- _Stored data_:
┄┄┄┄┄┄

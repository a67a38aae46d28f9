//! Catalog and dataset error types.

use thiserror::Error;

use crate::http_client::FetchError;

#[derive(Debug, Error)]
pub enum CatalogError {
    #[error("Failed to get a valid catalog response; status code: {status}")]
    Fetch { status: u16 },
    #[error("Unexpected catalog shape: {0}")]
    Shape(String),
    #[error("Cannot parse timestamp '{value}' (expected {expected})")]
    Format {
        value: String,
        expected: &'static str,
    },
    #[error("Dataset not found: {0}")]
    NotFound(String),
    #[error(transparent)]
    Transport(#[from] FetchError),
    #[error("Invalid JSON response: {0}")]
    Json(#[from] serde_json::Error),
}

impl CatalogError {
    /// HTTP status carried by a catalog fetch failure.
    pub fn status(&self) -> Option<u16> {
        match self {
            CatalogError::Fetch { status } => Some(*status),
            _ => None,
        }
    }
}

┄┄┄┄┄┄

- _Task brief_: Copy every line of the entries above in which "CatalogError" occurs.

- _Result of the exercise_:
pub enum CatalogError {
impl CatalogError {
            CatalogError::Fetch { status } => Some(*status),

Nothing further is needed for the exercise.